[Collected data]
════════════════════

//! Error types used throughout the login subsystem

use serde::{Deserialize, Serialize};
use thiserror::Error;

/// Login error taxonomy
///
/// Every variant is terminal for the current login attempt. The only
/// automatic recovery is the refresh -> interactive fallback inside
/// `AuthSession`, which swallows `RefreshExpired`.
#[derive(Error, Debug, Clone, PartialEq, Eq, Serialize, Deserialize)]
#[serde(tag = "kind", rename_all = "snake_case")]
pub enum AuthError {
    #[error("Loopback port {port} is already in use")]
    PortInUse { port: u16 },

    #[error("Authorization was cancelled")]
    AuthorizationCancelled,

    #[error("Authorization failed: {detail}")]
    AuthorizationFailed { detail: String },

    #[error("Token exchange failed: {detail}")]
    TokenExchangeFailed { detail: String },

    #[error("Token response is missing `{field}`")]
    MissingTokenField { field: String },

    #[error("Refresh token is expired or revoked")]
    RefreshExpired,

    #[error("API key exchange failed: {detail}")]
    ApiKeyExchangeFailed { detail: String },

    #[error("Transport error: {detail}")]
    TransportError { detail: String },

    #[error("Credential storage error: {detail}")]
    CredentialStorage { detail: String },

    #[error("Configuration error: {detail}")]
    InvalidConfig { detail: String },

    #[error("Internal error: {detail}")]
    Internal { detail: String },
}

impl AuthError {
    pub fn token_exchange(detail: impl Into<String>) -> Self {
        Self::TokenExchangeFailed { detail: detail.into() }
    }

    pub fn missing_field(field: impl Into<String>) -> Self {
        Self::MissingTokenField { field: field.into() }
    }

    pub fn api_key_exchange(detail: impl Into<String>) -> Self {
        Self::ApiKeyExchangeFailed { detail: detail.into() }
    }

    pub fn transport(detail: impl Into<String>) -> Self {
        Self::TransportError { detail: detail.into() }
    }

    pub fn storage(detail: impl Into<String>) -> Self {
        Self::CredentialStorage { detail: detail.into() }
    }

    pub fn config(detail: impl Into<String>) -> Self {
        Self::InvalidConfig { detail: detail.into() }
    }

    pub fn internal(detail: impl Into<String>) -> Self {
        Self::Internal { detail: detail.into() }
    }

    /// Stable label suitable for structured logging.
    #[must_use]
    pub const fn kind(&self) -> &'static str {
        match self {
            Self::PortInUse { .. } => "port_in_use",
            Self::AuthorizationCancelled => "authorization_cancelled",
            Self::AuthorizationFailed { .. } => "authorization_failed",
            Self::TokenExchangeFailed { .. } => "token_exchange_failed",
            Self::MissingTokenField { .. } => "missing_token_field",
            Self::RefreshExpired => "refresh_expired",
            Self::ApiKeyExchangeFailed { .. } => "api_key_exchange_failed",
            Self::TransportError { .. } => "transport_error",
            Self::CredentialStorage { .. } => "credential_storage",
            Self::InvalidConfig { .. } => "invalid_config",
            Self::Internal { .. } => "internal",
        }
    }

    /// Whether this error means the user (or the caller) abandoned the attempt.
    #[must_use]
    pub const fn is_cancellation(&self) -> bool {
        matches!(self, Self::AuthorizationCancelled)
    }
}

/// Result type alias for login operations
pub type Result<T> = std::result::Result<T, AuthError>;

════════════════════

Nothing but the lines from the start of the data above through the line with "is already in" should appear in your answer, copied exactly.

Answer for the task →
//! Error types used throughout the login subsystem

use serde::{Deserialize, Serialize};
use thiserror::Error;

/// Login error taxonomy
///
/// Every variant is terminal for the current login attempt. The only
/// automatic recovery is the refresh -> interactive fallback inside
/// `AuthSession`, which swallows `RefreshExpired`.
#[derive(Error, Debug, Clone, PartialEq, Eq, Serialize, Deserialize)]
#[serde(tag = "kind", rename_all = "snake_case")]
pub enum AuthError {
    #[error("Loopback port {port} is already in use")]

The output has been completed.